Viande importée détournée : le président des bouchers tunisiens placé en détention
Le président de la chambre syndicale nationale des bouchers, Ahmed Lamiri, a été placé en détention provisoire mardi par ordonnance du premier juge d’instruction au pôle judiciaire économique et financier. Une décision qui fait suite à une plainte de la société publique Ellouhoum et qui met en lumière un vaste système présumé de détournement et de spéculation sur la viande réfrigérée importée.
Une plainte pour détournement de fonds publics
Tout commence par une plainte déposée par Ellouhoum — entreprise publique spécialisée dans la distribution de viande — auprès du parquet du tribunal de première instance de Tunis. La société accuse Ahmed Lamiri d’avoir détourné des fonds publics qui lui auraient été confiés via des procurations signées par plusieurs bouchers, dans le but de s’approvisionner en viande réfrigérée importée en leur nom.

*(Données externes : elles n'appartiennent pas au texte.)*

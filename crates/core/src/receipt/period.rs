//! Calendar bucketing and spending summaries.
//!
//! The week convention is Sunday-based: a week starts Sunday 00:00. This is
//! a product policy, and this module is its only home; callers supply
//! cutoffs computed from it rather than re-deriving "what is today".

use chrono::{DateTime, Datelike, Days, NaiveDate, Utc};
use rust_decimal::Decimal;
use serde::{Deserialize, Serialize};

/// Calendar bucket used for grouped receipt queries.
#[derive(Debug, Clone, Copy, PartialEq, Eq, Serialize, Deserialize)]
#[serde(rename_all = "lowercase")]
pub enum PeriodBucket {
    /// Calendar week, starting Sunday.
    Week,
    /// Calendar month.
    Month,
    /// Calendar year.
    Year,
}

/// Truncates a date to the start of its bucket.
///
/// Week buckets start on Sunday, month buckets on the 1st, year buckets on
/// January 1st.
#[must_use]
pub fn bucket_start(date: NaiveDate, bucket: PeriodBucket) -> NaiveDate {
    match bucket {
        PeriodBucket::Week => {
            let back = u64::from(date.weekday().num_days_from_sunday());
            date.checked_sub_days(Days::new(back)).unwrap_or(date)
        }
        PeriodBucket::Month => date.with_day(1).unwrap_or(date),
        PeriodBucket::Year => NaiveDate::from_ymd_opt(date.year(), 1, 1).unwrap_or(date),
    }
}

/// Caller-supplied period boundaries for a spending summary.
#[derive(Debug, Clone, Copy)]
pub struct SummaryCutoffs {
    /// Start of the current year.
    pub start_of_year: DateTime<Utc>,
    /// Start of the current month.
    pub start_of_month: DateTime<Utc>,
    /// Start of the current week (Sunday 00:00).
    pub start_of_week: DateTime<Utc>,
}

/// Conditional sums of receipt totals over the summary periods.
#[derive(Debug, Clone, Copy, PartialEq, Eq, Default, Serialize, Deserialize)]
pub struct ReceiptSummary {
    /// Sum over all receipts.
    pub total: Decimal,
    /// Sum over receipts dated on or after the start of the year.
    pub this_year: Decimal,
    /// Sum over receipts dated on or after the start of the month.
    pub this_month: Decimal,
    /// Sum over receipts dated on or after the start of the week.
    pub this_week: Decimal,
}

/// Folds `(receipt_date, total_amount)` rows into a summary in a single pass.
pub fn summarize<I>(rows: I, cutoffs: &SummaryCutoffs) -> ReceiptSummary
where
    I: IntoIterator<Item = (DateTime<Utc>, Decimal)>,
{
    let mut summary = ReceiptSummary::default();

    for (date, amount) in rows {
        summary.total += amount;
        if date >= cutoffs.start_of_year {
            summary.this_year += amount;
        }
        if date >= cutoffs.start_of_month {
            summary.this_month += amount;
        }
        if date >= cutoffs.start_of_week {
            summary.this_week += amount;
        }
    }

    summary
}
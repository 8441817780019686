//! `SeaORM` Entity for the settings table.
//!
//! One row per tenant (unique user_id): default currency plus an optional
//! spending threshold.

use sea_orm::entity::prelude::*;
use serde::{Deserialize, Serialize};

use super::sea_orm_active_enums::ThresholdType;

#[derive(Clone, Debug, PartialEq, DeriveEntityModel, Serialize, Deserialize)]
#[sea_orm(table_name = "settings")]
pub struct Model {
    #[sea_orm(primary_key, auto_increment = false)]
    pub id: Uuid,
    #[sea_orm(unique)]
    pub user_id: String,
    pub currency_name: String,
    pub currency_symbol: String,
    pub threshold_type: Option<ThresholdType>,
    #[sea_orm(column_type = "Decimal(Some((12, 2)))", nullable)]
    pub threshold_rate: Option<Decimal>,
    pub created_at: DateTimeWithTimeZone,
    pub updated_at: DateTimeWithTimeZone,
}

#[derive(Copy, Clone, Debug, EnumIter, DeriveRelation)]
pub enum Relation {}

impl ActiveModelBehavior for ActiveModel {}
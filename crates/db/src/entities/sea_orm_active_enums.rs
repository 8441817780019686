//! Active enums shared across entities.

use sea_orm::entity::prelude::*;
use serde::{Deserialize, Serialize};

/// Processing state of a receipt aggregate.
///
/// Receipts are created as `Processing` and transition to `Processed` or
/// `Failed` via an explicit status update; re-processing a `Processed`
/// receipt is permitted and does not introduce a new state.
#[derive(Debug, Clone, Copy, PartialEq, Eq, EnumIter, DeriveActiveEnum, Serialize, Deserialize)]
#[sea_orm(rs_type = "String", db_type = "String(StringLen::N(16))")]
#[serde(rename_all = "lowercase")]
pub enum ReceiptStatus {
    /// Uploaded, analysis/persistence still in flight.
    #[sea_orm(string_value = "processing")]
    Processing,
    /// Fully persisted with extracted fields.
    #[sea_orm(string_value = "processed")]
    Processed,
    /// Analysis or persistence failed; raw text may still be stored.
    #[sea_orm(string_value = "failed")]
    Failed,
}

/// Period over which a tenant's spending threshold applies.
#[derive(Debug, Clone, Copy, PartialEq, Eq, EnumIter, DeriveActiveEnum, Serialize, Deserialize)]
#[sea_orm(rs_type = "String", db_type = "String(StringLen::N(16))")]
#[serde(rename_all = "lowercase")]
pub enum ThresholdType {
    /// Weekly spending threshold.
    #[sea_orm(string_value = "weekly")]
    Weekly,
    /// Monthly spending threshold.
    #[sea_orm(string_value = "monthly")]
    Monthly,
    /// Seasonal (quarterly) spending threshold.
    #[sea_orm(string_value = "season")]
    Season,
    /// Yearly spending threshold.
    #[sea_orm(string_value = "yearly")]
    Yearly,
}
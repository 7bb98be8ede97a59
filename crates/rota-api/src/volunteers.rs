//! Handlers for `/volunteers` endpoints.
//!
//! | Method | Path | Notes |
//! |--------|------|-------|
//! | `GET`  | `/volunteers` | All registered volunteers |
//! | `POST` | `/volunteers` | Body: [`CreateBody`]; 400 on invalid fields |
//! | `GET`  | `/volunteers/:id` | 404 if not found |
//! | `GET`  | `/volunteers/:id/quota` | Monthly usage vs the caps |
//! | `GET`  | `/volunteers/:id/signups` | The volunteer's signups for a month |

use std::sync::Arc;

use axum::{
  Json,
  extract::{Path, Query, State},
  http::StatusCode,
  response::IntoResponse,
};
use chrono::{DateTime, NaiveDate, Utc};
use rota_core::{
  quota::{MonthlyQuota, monthly_quota},
  rules::RulePolicy,
  shift::ShiftCategory,
  store::RosterStore,
  volunteer::Volunteer,
};
use serde::{Deserialize, Serialize};
use uuid::Uuid;

use crate::{error::ApiError, month_defaults};

// ─── List / create / get ──────────────────────────────────────────────────────

/// `GET /volunteers`
pub async fn list<S>(State(store): State<Arc<S>>) -> Result<Json<Vec<Volunteer>>, ApiError>
where
  S: RosterStore,
  S::Error: std::error::Error + Send + Sync + 'static,
{
  let volunteers = store
    .list_volunteers()
    .await
    .map_err(|e| ApiError::Store(Box::new(e)))?;
  Ok(Json(volunteers))
}

/// JSON body accepted by `POST /volunteers`.
#[derive(Debug, Deserialize)]
pub struct CreateBody {
  pub name:  String,
  pub phone: String,
  #[serde(default)]
  pub email: String,
}

/// `POST /volunteers` — returns 201 + the stored [`Volunteer`].
pub async fn create<S>(
  State(store): State<Arc<S>>,
  Json(body): Json<CreateBody>,
) -> Result<impl IntoResponse, ApiError>
where
  S: RosterStore,
  S::Error: std::error::Error + Send + Sync + 'static,
{
  let volunteer = Volunteer::new(Uuid::new_v4(), body.name, body.phone, body.email)
    .map_err(|e| ApiError::BadRequest(e.to_string()))?;

  let volunteer = store
    .add_volunteer(volunteer)
    .await
    .map_err(|e| ApiError::Store(Box::new(e)))?;
  Ok((StatusCode::CREATED, Json(volunteer)))
}

/// `GET /volunteers/:id`
pub async fn get_one<S>(
  State(store): State<Arc<S>>,
  Path(id): Path<Uuid>,
) -> Result<Json<Volunteer>, ApiError>
where
  S: RosterStore,
  S::Error: std::error::Error + Send + Sync + 'static,
{
  let volunteer = store
    .get_volunteer(id)
    .await
    .map_err(|e| ApiError::Store(Box::new(e)))?
    .ok_or_else(|| ApiError::NotFound(format!("volunteer {id} not found")))?;
  Ok(Json(volunteer))
}

// ─── Quota ────────────────────────────────────────────────────────────────────

#[derive(Debug, Deserialize)]
pub struct MonthParams {
  pub month: Option<u32>,
  pub year:  Option<i32>,
}

#[derive(Debug, Serialize)]
pub struct QuotaResponse {
  pub volunteer_id: Uuid,
  pub month:        u32,
  pub year:         i32,
  pub quota:        MonthlyQuota,
}

/// `GET /volunteers/:id/quota[?month=<1-12>&year=<year>]`
pub async fn quota<S>(
  State(store): State<Arc<S>>,
  Path(id): Path<Uuid>,
  Query(params): Query<MonthParams>,
) -> Result<Json<QuotaResponse>, ApiError>
where
  S: RosterStore,
  S::Error: std::error::Error + Send + Sync + 'static,
{
  let (year, month) = month_defaults(params.month, params.year);

  let volunteer = store
    .get_volunteer(id)
    .await
    .map_err(|e| ApiError::Store(Box::new(e)))?
    .ok_or_else(|| ApiError::NotFound(format!("volunteer {id} not found")))?;

  let signups = store
    .list_signups()
    .await
    .map_err(|e| ApiError::Store(Box::new(e)))?;

  let quota = monthly_quota(&volunteer, year, month, &signups, &RulePolicy::default());
  Ok(Json(QuotaResponse {
    volunteer_id: id,
    month,
    year,
    quota,
  }))
}

// ─── Signups for a volunteer ──────────────────────────────────────────────────

/// One signup flattened to wire form.
#[derive(Debug, Serialize)]
pub struct SignupSummary {
  pub id:           Uuid,
  pub shift_id:     Uuid,
  pub date:         NaiveDate,
  pub category:     ShiftCategory,
  pub start_time:   String,
  pub end_time:     String,
  pub signed_up_at: DateTime<Utc>,
  pub is_emergency: bool,
}

#[derive(Debug, Serialize)]
pub struct SignupsResponse {
  pub volunteer_id: Uuid,
  pub month:        u32,
  pub year:         i32,
  pub signups:      Vec<SignupSummary>,
}

/// `GET /volunteers/:id/signups[?month=<1-12>&year=<year>]`
pub async fn signups<S>(
  State(store): State<Arc<S>>,
  Path(id): Path<Uuid>,
  Query(params): Query<MonthParams>,
) -> Result<Json<SignupsResponse>, ApiError>
where
  S: RosterStore,
  S::Error: std::error::Error + Send + Sync + 'static,
{
  let (year, month) = month_defaults(params.month, params.year);

  let signups = store
    .signups_for_volunteer(id)
    .await
    .map_err(|e| ApiError::Store(Box::new(e)))?;

  let summaries = signups
    .into_iter()
    .filter(|s| s.shift.month_year() == (year, month))
    .map(|s| SignupSummary {
      id:           s.id,
      shift_id:     s.shift_id(),
      date:         s.shift.date,
      category:     s.shift.category,
      start_time:   s.shift.start_time.clone(),
      end_time:     s.shift.end_time.clone(),
      signed_up_at: s.signed_up_at,
      is_emergency: s.is_emergency,
    })
    .collect();

  Ok(Json(SignupsResponse {
    volunteer_id: id,
    month,
    year,
    signups: summaries,
  }))
}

Mais l’affaire ne s’arrête pas là . Lamiri est également soupçonné d’avoir utilisé les identifiants fiscaux de ces mêmes bouchers — à leur insu — pour retirer des quantités de viande auprès d’Ellouhoum, avant de les écouler dans d’autres circuits à des fins spéculatives.
Une instruction judiciaire ouverte, un mandat de dépôt émis
Saisi de la plainte, le parquet a confié l’enquête à la sous-direction des enquêtes économiques et financières de la police judiciaire. À la réception du procès-verbal d’enquête, une information judiciaire a été ouverte devant le pôle judiciaire économique et financier, a indiqué une source judiciaire à l’Agence TAP.

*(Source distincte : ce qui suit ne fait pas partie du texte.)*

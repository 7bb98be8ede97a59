//! Monthly quota read-model.
//!
//! Never stored — always derived from the signup set, counting the same way
//! the rules engine does.

use serde::Serialize;

use crate::{rules::RulePolicy, shift::ShiftCategory, signup::Signup, volunteer::Volunteer};

/// Usage of one capped bucket within a month.
#[derive(Debug, Clone, Copy, PartialEq, Eq, Serialize)]
pub struct QuotaBucket {
  pub current:   usize,
  pub max:       usize,
  pub remaining: usize,
}

impl QuotaBucket {
  fn new(current: usize, max: usize) -> Self {
    Self {
      current,
      max,
      remaining: max.saturating_sub(current),
    }
  }
}

/// A volunteer's signup usage for one `(year, month)` bucket.
#[derive(Debug, Clone, Copy, PartialEq, Eq, Serialize)]
pub struct MonthlyQuota {
  pub early_morning: QuotaBucket,
  pub general:       QuotaBucket,
  pub total:         QuotaBucket,
}

/// Compute `volunteer`'s usage for `year`/`month` from the full signup set.
///
/// The general bucket has no cap of its own; it shares the monthly total.
pub fn monthly_quota(
  volunteer: &Volunteer,
  year: i32,
  month: u32,
  signups: &[Signup],
  policy: &RulePolicy,
) -> MonthlyQuota {
  let in_month: Vec<&Signup> = signups
    .iter()
    .filter(|s| s.volunteer_id() == volunteer.id && s.shift.month_year() == (year, month))
    .collect();

  let early = in_month
    .iter()
    .filter(|s| s.shift.category == ShiftCategory::EarlyMorning)
    .count();
  let general = in_month
    .iter()
    .filter(|s| s.shift.category == ShiftCategory::General)
    .count();

  MonthlyQuota {
    early_morning: QuotaBucket::new(early, policy.max_early_morning_per_month),
    general:       QuotaBucket::new(general, policy.max_total_per_month),
    total:         QuotaBucket::new(in_month.len(), policy.max_total_per_month),
  }
}
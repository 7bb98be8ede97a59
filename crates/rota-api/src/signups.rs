//! Handler for `POST /signups` — the validated booking path.
//!
//! The handler looks up both entities, snapshots the signup history, runs
//! the scheduling rules engine, and only persists on approval. Note the
//! snapshot is a point-in-time read: two racing requests for the same
//! volunteer can both see a pre-cap count. Serialising bookings per
//! volunteer is the deployment's concern, not this handler's.

use std::sync::Arc;

use axum::{Json, extract::State, http::StatusCode, response::IntoResponse};
use chrono::{DateTime, Utc};
use rota_core::{rules::RulesEngine, signup::NewSignup, store::RosterStore};
use serde::{Deserialize, Serialize};
use uuid::Uuid;

use crate::error::ApiError;

/// JSON body accepted by `POST /signups`.
#[derive(Debug, Deserialize)]
pub struct NewSignupBody {
  pub volunteer_id: Uuid,
  pub shift_id:     Uuid,
  #[serde(default)]
  pub is_emergency: bool,
}

#[derive(Debug, Serialize)]
pub struct SignupCreated {
  pub success: bool,
  pub signup:  StoredSignup,
}

#[derive(Debug, Serialize)]
pub struct StoredSignup {
  pub id:           Uuid,
  pub volunteer_id: Uuid,
  pub shift_id:     Uuid,
  pub signed_up_at: DateTime<Utc>,
  pub is_emergency: bool,
}

/// `POST /signups` — body: `{"volunteer_id":..,"shift_id":..,"is_emergency":false}`.
///
/// Responds 201 with the stored signup, 400 with the engine's reason when a
/// rule is violated (or the signup is a duplicate), 404 when either entity
/// is unknown.
pub async fn create<S>(
  State(store): State<Arc<S>>,
  Json(body): Json<NewSignupBody>,
) -> Result<impl IntoResponse, ApiError>
where
  S: RosterStore,
  S::Error: std::error::Error + Send + Sync + 'static,
{
  let volunteer = store
    .get_volunteer(body.volunteer_id)
    .await
    .map_err(|e| ApiError::Store(Box::new(e)))?
    .ok_or_else(|| ApiError::NotFound(format!("volunteer {} not found", body.volunteer_id)))?;
  let shift = store
    .get_shift(body.shift_id)
    .await
    .map_err(|e| ApiError::Store(Box::new(e)))?
    .ok_or_else(|| ApiError::NotFound(format!("shift {} not found", body.shift_id)))?;

  let history = store
    .list_signups()
    .await
    .map_err(|e| ApiError::Store(Box::new(e)))?;

  let decision = RulesEngine::new().validate(&volunteer, &shift, &history, body.is_emergency);
  if !decision.is_allowed() {
    tracing::info!(
      volunteer = %volunteer.id,
      shift = %shift.id,
      reasons = ?decision.reasons,
      "signup rejected"
    );
    return Err(ApiError::Rejected(decision.reasons));
  }

  // Duplicate detection is not a scheduling rule; it gets its own message.
  let duplicate = history
    .iter()
    .any(|s| s.volunteer_id() == body.volunteer_id && s.shift_id() == body.shift_id);
  if duplicate {
    return Err(ApiError::Rejected(vec![
      "you are already signed up for this shift".to_owned(),
    ]));
  }

  let signup = store
    .add_signup(NewSignup {
      volunteer_id: body.volunteer_id,
      shift_id:     body.shift_id,
      is_emergency: body.is_emergency,
    })
    .await
    .map_err(|e| ApiError::Store(Box::new(e)))?;

  Ok((
    StatusCode::CREATED,
    Json(SignupCreated {
      success: true,
      signup:  StoredSignup {
        id:           signup.id,
        volunteer_id: signup.volunteer_id(),
        shift_id:     signup.shift_id(),
        signed_up_at: signup.signed_up_at,
        is_emergency: signup.is_emergency,
      },
    }),
  ))
}
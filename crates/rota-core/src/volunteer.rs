//! Volunteer — a person eligible to hold shift signups.

use serde::{Deserialize, Serialize};
use uuid::Uuid;

use crate::{Error, Result};

/// A registered volunteer. Immutable once constructed; corrections are made
/// upstream by replacing the record, never by mutation.
#[derive(Debug, Clone, Serialize, Deserialize)]
pub struct Volunteer {
  pub id:    Uuid,
  pub name:  String,
  pub phone: String,
  /// Informational only; never validated or matched against.
  pub email: String,
}

impl Volunteer {
  /// Build a volunteer. Name and phone must contain at least one
  /// non-whitespace character.
  pub fn new(
    id: Uuid,
    name: impl Into<String>,
    phone: impl Into<String>,
    email: impl Into<String>,
  ) -> Result<Self> {
    let name = name.into();
    let phone = phone.into();
    if name.trim().is_empty() {
      return Err(Error::EmptyName);
    }
    if phone.trim().is_empty() {
      return Err(Error::EmptyPhone);
    }
    Ok(Self {
      id,
      name,
      phone,
      email: email.into(),
    })
  }
}

#[cfg(test)]
mod tests {
  use uuid::Uuid;

  use super::*;

  #[test]
  fn constructs_with_valid_fields() {
    let v =
      Volunteer::new(Uuid::new_v4(), "Alice Johnson", "+1234567890", "alice@example.com").unwrap();
    assert_eq!(v.name, "Alice Johnson");
    assert_eq!(v.phone, "+1234567890");
  }

  #[test]
  fn rejects_empty_name() {
    let err = Volunteer::new(Uuid::new_v4(), "", "+1234567890", "").unwrap_err();
    assert_eq!(err, Error::EmptyName);
  }

  #[test]
  fn rejects_whitespace_name() {
    let err = Volunteer::new(Uuid::new_v4(), "   ", "+1234567890", "").unwrap_err();
    assert_eq!(err, Error::EmptyName);
  }

  #[test]
  fn rejects_empty_phone() {
    let err = Volunteer::new(Uuid::new_v4(), "Alice", " ", "").unwrap_err();
    assert_eq!(err, Error::EmptyPhone);
  }

  #[test]
  fn email_is_not_validated() {
    let v = Volunteer::new(Uuid::new_v4(), "Alice", "+1234567890", "").unwrap();
    assert!(v.email.is_empty());
  }
}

Après audition du mis en cause, le juge d’instruction a ordonné son placement en détention. Ahmed Lamiri doit répondre de blanchiment d’argent, de monopole, de spéculation illicite et d’abus de confiance — des infractions aggravées par l’exploitation présumée des prérogatives liées à ses fonctions syndicales.

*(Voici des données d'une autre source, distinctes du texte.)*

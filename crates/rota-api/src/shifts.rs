//! Handlers for `/shifts` endpoints.
//!
//! | Method | Path | Notes |
//! |--------|------|-------|
//! | `GET`  | `/shifts` | Optional `?month=1&year=2026`; defaults to the current UTC month |
//! | `POST` | `/shifts` | Body: [`CreateBody`]; returns 201 + stored shift |

use std::sync::Arc;

use axum::{
  Json,
  extract::{Query, State},
  http::StatusCode,
  response::IntoResponse,
};
use chrono::NaiveDate;
use rota_core::{
  shift::{Shift, ShiftCategory},
  store::RosterStore,
};
use serde::{Deserialize, Serialize};
use uuid::Uuid;

use crate::{error::ApiError, month_defaults};

// ─── List ─────────────────────────────────────────────────────────────────────

#[derive(Debug, Deserialize)]
pub struct ListParams {
  /// Calendar month 1–12. Defaults to the current UTC month.
  pub month: Option<u32>,
  /// Full year, e.g. 2026. Defaults to the current UTC year.
  pub year:  Option<i32>,
}

/// A shift together with its current occupancy.
#[derive(Debug, Serialize)]
pub struct ShiftSummary {
  pub id:              Uuid,
  pub date:            NaiveDate,
  pub category:        ShiftCategory,
  pub max_capacity:    u32,
  pub current_signups: usize,
  pub spots_available: u32,
  pub start_time:      String,
  pub end_time:        String,
  pub is_full:         bool,
}

/// `GET /shifts[?month=<1-12>&year=<year>]`
pub async fn list<S>(
  State(store): State<Arc<S>>,
  Query(params): Query<ListParams>,
) -> Result<Json<Vec<ShiftSummary>>, ApiError>
where
  S: RosterStore,
  S::Error: std::error::Error + Send + Sync + 'static,
{
  let (year, month) = month_defaults(params.month, params.year);

  let shifts = store
    .shifts_in_month(year, month)
    .await
    .map_err(|e| ApiError::Store(Box::new(e)))?;
  let signups = store
    .list_signups()
    .await
    .map_err(|e| ApiError::Store(Box::new(e)))?;

  let summaries = shifts
    .into_iter()
    .map(|shift| {
      let current = signups.iter().filter(|s| s.shift_id() == shift.id).count();
      ShiftSummary {
        id:              shift.id,
        date:            shift.date,
        category:        shift.category,
        max_capacity:    shift.max_capacity,
        current_signups: current,
        spots_available: shift.max_capacity.saturating_sub(current as u32),
        start_time:      shift.start_time,
        end_time:        shift.end_time,
        is_full:         current as u32 >= shift.max_capacity,
      }
    })
    .collect();

  Ok(Json(summaries))
}

// ─── Create ───────────────────────────────────────────────────────────────────

/// JSON body accepted by `POST /shifts`.
#[derive(Debug, Deserialize)]
pub struct CreateBody {
  pub date:         NaiveDate,
  pub category:     ShiftCategory,
  pub max_capacity: u32,
  pub start_time:   String,
  pub end_time:     String,
}

/// `POST /shifts` — returns 201 + the stored [`Shift`].
pub async fn create<S>(
  State(store): State<Arc<S>>,
  Json(body): Json<CreateBody>,
) -> Result<impl IntoResponse, ApiError>
where
  S: RosterStore,
  S::Error: std::error::Error + Send + Sync + 'static,
{
  let shift = Shift::new(
    Uuid::new_v4(),
    body.date,
    body.category,
    body.max_capacity,
    body.start_time,
    body.end_time,
  )
  .map_err(|e| ApiError::BadRequest(e.to_string()))?;

  let shift = store
    .add_shift(shift)
    .await
    .map_err(|e| ApiError::Store(Box::new(e)))?;
  Ok((StatusCode::CREATED, Json(shift)))
}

Un dossier qui soulève des questions sur la filière viande
Cette affaire intervient dans un contexte de tensions persistantes sur les prix de la viande en Tunisie. Elle pointe du doigt des dysfonctionnements potentiels dans les circuits de distribution des produits carnés subventionnés ou importés, et relance le débat sur la transparence de la gestion des approvisionnements publics.